|SINGH, AIKANSH - University Of Nebraska|
|KORASAPATI, NAGESWAR - University Of Nebraska|
|THIPPAREDDI, HARSHAVARDHAN - University Of Nebraska|
Submitted to: Journal of Food Protection
Publication Type: Peer Reviewed Journal
Publication Acceptance Date: 1/18/2010
Publication Date: 4/1/2010
Citation: Singh, A., Korasapati, N.R., Juneja, V.K., Thippareddi, H. 2010. Effect of phosphate and meat (pork) types on the germination and outgrowth of Clostridium perfringens spores during abusive chilling. Journal of Food Protection. Vol.73:879-887.

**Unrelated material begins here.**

//! Module validation framework
//!
//! Structural checks applied to every candidate manifest during discovery.

pub mod manifest_validator;

pub use manifest_validator::{ManifestValidator, ValidationResult};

Interpretive Summary: One of the most common types of food poisoning in the United States is caused by the bacterium, Clostridium perfringens. Illnesses have been traditionally associated with inadequate cooling practices in retail food service operations. Thus, there was a need to determine the cooling time and temperature for cooked pork products to remain pathogen-free and provide vital data for performing risk assessment on cooked meat. We determined that cooling times for ground pork after heat processing can be extended to 21 h by incorporation of tetrasodium pyrophosphate and/or sodium acid pyrophosphate to reduce the potential risk of C. perfringens germination and outgrowth. These findings will be of immediate use to the retail food service operations and regulatory agencies to ensure the safety of the cooked foods.

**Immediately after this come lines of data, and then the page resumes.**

//! Tenant snapshots used to resolve setting values
//!
//! The gateway pushes each tenant's channels and roles as `tenantUpdate`
//! events; the settings command reads one snapshot at a time.

use serde::{Deserialize, Serialize};
use std::collections::HashMap;
use std::sync::{PoisonError, RwLock};

/// Channel type, as far as settings care
#[derive(Debug, Clone, Copy, PartialEq, Eq, Serialize, Deserialize)]
#[serde(rename_all = "lowercase")]
pub enum ChannelKind {
    Text,
    Category,
    Other,
}

#[derive(Debug, Clone, PartialEq, Eq, Serialize, Deserialize)]
pub struct ChannelInfo {
    pub id: String,
    pub name: String,
    pub kind: ChannelKind,
}

impl ChannelInfo {
    pub fn new(id: impl Into<String>, name: impl Into<String>, kind: ChannelKind) -> Self {
        Self {
            id: id.into(),
            name: name.into(),
            kind,
        }
    }

    /// `<#id>`
    pub fn mention(&self) -> String {
        format!("<#{}>", self.id)
    }
}

#[derive(Debug, Clone, PartialEq, Eq, Serialize, Deserialize)]
pub struct RoleInfo {
    pub id: String,
    pub name: String,
}

impl RoleInfo {
    pub fn new(id: impl Into<String>, name: impl Into<String>) -> Self {
        Self {
            id: id.into(),
            name: name.into(),
        }
    }

    /// `<@&id>`
    pub fn mention(&self) -> String {
        format!("<@&{}>", self.id)
    }
}

/// Snapshot of one tenant
#[derive(Debug, Clone, Default, PartialEq, Eq, Serialize, Deserialize)]
pub struct TenantInfo {
    pub id: String,
    pub name: String,
    #[serde(default)]
    pub channels: Vec<ChannelInfo>,
    #[serde(default)]
    pub roles: Vec<RoleInfo>,
}

impl TenantInfo {
    pub fn new(id: impl Into<String>, name: impl Into<String>) -> Self {
        Self {
            id: id.into(),
            name: name.into(),
            channels: Vec::new(),
            roles: Vec::new(),
        }
    }

    pub fn with_channel(mut self, id: &str, name: &str, kind: ChannelKind) -> Self {
        self.channels.push(ChannelInfo::new(id, name, kind));
        self
    }

    pub fn with_role(mut self, id: &str, name: &str) -> Self {
        self.roles.push(RoleInfo::new(id, name));
        self
    }

    /// Find a channel of `kind` by mention, then case-insensitive name, then id
    pub fn find_channel(&self, kind: ChannelKind, value: &str) -> Option<&ChannelInfo> {
        let candidates = || self.channels.iter().filter(move |c| c.kind == kind);
        candidates()
            .find(|c| c.mention() == value)
            .or_else(|| candidates().find(|c| c.name.to_lowercase() == value.to_lowercase()))
            .or_else(|| candidates().find(|c| c.id == value))
    }

    /// Find a role by mention, then case-insensitive name, then id
    pub fn find_role(&self, value: &str) -> Option<&RoleInfo> {
        self.roles
            .iter()
            .find(|r| r.mention() == value)
            .or_else(|| {
                self.roles
                    .iter()
                    .find(|r| r.name.to_lowercase() == value.to_lowercase())
            })
            .or_else(|| self.roles.iter().find(|r| r.id == value))
    }
}

/// Source of tenant snapshots
pub trait TenantDirectory: Send + Sync {
    fn tenant(&self, tenant_id: &str) -> Option<TenantInfo>;

    /// Replace the snapshot for `tenant.id`
    fn upsert(&self, tenant: TenantInfo);
}

/// Tenant snapshots held in memory, fed by gateway updates
#[derive(Debug, Default)]
pub struct MemoryTenantDirectory {
    tenants: RwLock<HashMap<String, TenantInfo>>,
}

impl MemoryTenantDirectory {
    pub fn new() -> Self {
        Self::default()
    }

    pub fn with_tenant(self, tenant: TenantInfo) -> Self {
        self.upsert(tenant);
        self
    }

    pub fn len(&self) -> usize {
        self.tenants
            .read()
            .unwrap_or_else(PoisonError::into_inner)
            .len()
    }

    pub fn is_empty(&self) -> bool {
        self.len() == 0
    }
}

impl TenantDirectory for MemoryTenantDirectory {
    fn tenant(&self, tenant_id: &str) -> Option<TenantInfo> {
        self.tenants
            .read()
            .unwrap_or_else(PoisonError::into_inner)
            .get(tenant_id)
            .cloned()
    }

    fn upsert(&self, tenant: TenantInfo) {
        self.tenants
            .write()
            .unwrap_or_else(PoisonError::into_inner)
            .insert(tenant.id.clone(), tenant);
    }
}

Technical Abstract: The effect of blends of phosphates and the pork meat type (pale, soft and exudative, PSE; normal; and dark, firm and dry, DFD) on the germination and outgrowth of Clostridium perfringens during abusive exponential chilling times was evaluated. Two different phosphates, tetrasodium pyrophosphate (TSPP) and sodium acid pyrophosphate (SAPP; from two different sources, SAPP - 1 and SAPP - 2) were used. The pork loins representing each meat type were ground (1/8 in. plate), and the three phosphate blends (SAPP -1 + SAPP - 2, TSPP + SAPP - 1 or TSPP + SAPP - 2) were added (0.3% total, equal proportions of 0.15% each type) along with salt (1.0%). The pork was then mixed with a three-strain C. perfringens spore cocktail to obtain a final concentration of ca. 2.0 - 2.5 log spores/g. The inoculated product was heat shocked for 20 min at 75C and chilled exponentially from 54.4 to 4C in 6.5, 9, 12, 15, 18 or 21 h. In control samples (PSE, normal and DFD), the increase in C. perfringens population was < 1 log CFU/g within 6.5 h chilling time, with longer chilling times resulting in greater increases. C. perfringens population increases of 5.95, 4.73 and 5.95 log CFU/g meat were observed in normal, PSE and DFD pork, respectively during 21 h abusive chilling time. The combination of SAPP - 1 + SAPP - 2 was effective in inhibiting C. perfringens population compared to other treatments. The types of phosphate and their blends, and the meat type affect the germination and outgrowth of C. perfringens spores in cooked pork during abusive chilling times.